The Gate catheter-guided tricuspid atrioventricular valved stent (NaviGate Cardiac Structures) has been successfully implanted through the jugular vein into a transplanted heart that was failing due to severe tricuspid valve insufficiency. The successful implantation of the valve—at Policlinico of the University of Padua, Italy—represents the first European patient to be treated with the NaviGate Cardiac Structures tricuspid replacement heart valve.

According to a press release, the patient was awake and showing improved renal function three hours after the intervention. Now, approximately two months post-procedure, they continue to demonstrate clinical improvement and excellent valvular function. This brings the total number of Gate tricuspid implants without 30-day mortality to three.

The patient, a 67-year-old male with a long history of cardiac conditions received a heart transplant in 1990 for post-ischaemic dilated cardiomyopathy and had a host of comorbidities. Since the beginning of 2017, he has had five hospitalisations for heart failure due to severe regurgitation of the tricuspid valve of his transplanted heart. He was released home (five days after the procedure), the Gate showed a transvalvular gradient of 2mmHg with a trivial perivalvular leak. Also notable was that at discharge the patient’s renal function had improved significantly and a dramatic reduction in diuretics was prescribed.
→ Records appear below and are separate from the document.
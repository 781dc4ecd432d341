//! Twitch chat adapter.
//!
//! A deliberately minimal IRC client: PASS/NICK/JOIN on connect, PONG on
//! PING, and PRIVMSG parsing. Nothing else of the protocol is needed to
//! forward chat into the companion. The connection is retried with a fixed
//! backoff whenever it drops; failures are surfaced to the operator via
//! `tracing` and never crash the perceive loop.

use std::time::Duration;

use tokio::io::{AsyncBufReadExt, AsyncWriteExt, BufReader};
use tokio::net::TcpStream;
use tokio::sync::mpsc;
use tracing::{debug, info, warn};

use neuro_core::config::TwitchConfig;

use crate::error::AdapterError;
use crate::event::InputEvent;

/// Seconds to wait before a reconnect attempt.
const RECONNECT_BACKOFF: Duration = Duration::from_secs(5);

/// A parsed chat message.
#[derive(Debug, Clone, PartialEq, Eq)]
pub struct ChatMessage {
    /// Sender's nick.
    pub username: String,
    /// Message body.
    pub message: String,
}

/// Parse an IRC PRIVMSG line of the form
/// `:nick!user@host PRIVMSG #channel :message`.
///
/// Returns `None` for anything that is not a well-formed PRIVMSG.
#[must_use]
pub fn parse_privmsg(line: &str) -> Option<ChatMessage> {
    let rest = line.strip_prefix(':')?;
    let (prefix, rest) = rest.split_once(' ')?;
    let username = prefix.split('!').next()?.to_string();
    if username.is_empty() {
        return None;
    }

    let (command, rest) = rest.split_once(' ')?;
    if command != "PRIVMSG" {
        return None;
    }

    let (_channel, message) = rest.split_once(" :")?;
    Some(ChatMessage {
        username,
        message: message.to_string(),
    })
}

/// Twitch chat adapter.
pub struct TwitchAdapter {
    config: TwitchConfig,
}

impl TwitchAdapter {
    /// Build an adapter from configuration.
    #[must_use]
    pub fn new(config: TwitchConfig) -> Self {
        Self { config }
    }

    /// Run the connect-read-forward loop, reconnecting on failure. Returns
    /// when the consumer drops the receiving end of `tx`.
    ///
    /// # Errors
    ///
    /// Only [`AdapterError::ChannelClosed`] terminates the loop; connection
    /// and protocol errors are logged and retried.
    pub async fn run(self, tx: mpsc::Sender<InputEvent>) -> Result<(), AdapterError> {
        loop {
            match self.connect_and_read(&tx).await {
                Err(AdapterError::ChannelClosed) => {
                    info!("Twitch adapter stopping, channel closed");
                    return Err(AdapterError::ChannelClosed);
                }
                Err(err) => {
                    warn!(error = %err, "Twitch connection lost, reconnecting");
                }
                Ok(()) => {
                    warn!("Twitch server closed the connection, reconnecting");
                }
            }
            tokio::time::sleep(RECONNECT_BACKOFF).await;
        }
    }

    async fn connect_and_read(&self, tx: &mpsc::Sender<InputEvent>) -> Result<(), AdapterError> {
        let address = format!("{}:{}", self.config.server, self.config.port);
        let stream = TcpStream::connect(&address).await?;
        let (reader, mut writer) = stream.into_split();

        let login = format!(
            "PASS {}\r\nNICK {}\r\nJOIN #{}\r\n",
            self.config.token, self.config.username, self.config.channel
        );
        writer.write_all(login.as_bytes()).await?;

        info!(
            server = %address,
            channel = %self.config.channel,
            "Twitch adapter connected"
        );

        let mut lines = BufReader::new(reader).lines();
        while let Some(line) = lines.next_line().await? {
            if let Some(payload) = line.strip_prefix("PING ") {
                writer
                    .write_all(format!("PONG {payload}\r\n").as_bytes())
                    .await?;
                continue;
            }

            if let Some(chat) = parse_privmsg(&line) {
                debug!(user = %chat.username, "Chat message received");
                let event = InputEvent::twitch(&chat.username, &chat.message);
                if tx.send(event).await.is_err() {
                    return Err(AdapterError::ChannelClosed);
                }
            }
        }

        Ok(())
    }
}

#[cfg(test)]
mod tests {
    use super::*;

    #[test]
    fn parses_well_formed_privmsg() {
        let line = ":somestreamer!somestreamer@somestreamer.tmi.twitch.tv PRIVMSG #channel :hello bot";
        let chat = parse_privmsg(line).expect("should parse");
        assert_eq!(chat.username, "somestreamer");
        assert_eq!(chat.message, "hello bot");
    }

    #[test]
    fn message_may_contain_colons_and_spaces() {
        let line = ":viewer!v@v.tmi.twitch.tv PRIVMSG #chan :note: this has : colons";
        let chat = parse_privmsg(line).expect("should parse");
        assert_eq!(chat.message, "note: this has : colons");
    }

    #[test]
    fn ignores_non_privmsg_lines() {
        assert!(parse_privmsg("PING :tmi.twitch.tv").is_none());
        assert!(parse_privmsg(":tmi.twitch.tv 376 bot :End of /MOTD").is_none());
        assert!(parse_privmsg(":viewer!v@v JOIN #chan").is_none());
        assert!(parse_privmsg("").is_none());
    }

    #[test]
    fn privmsg_feeds_the_event_format() {
        let line = ":viewer!v@v.tmi.twitch.tv PRIVMSG #chan :hi there";
        let chat = parse_privmsg(line).expect("should parse");
        let event = InputEvent::twitch(&chat.username, &chat.message);
        assert_eq!(event.text, "[Twitch viewer]: hi there");
    }
}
Rodolfo Quijano, president and chief executive offer of NaviGate Cardiac Structures, says: “This is the first size-52mm Gate tricuspid valve implanted, and the first tricuspid valve replacement in a failing transplanted heart in one of the leading cardiac centres in Europe. Our team is working diligently to reach the initiation of clinical trials in various centers in Europe from where we have received requests for our tricuspid replacement valve.”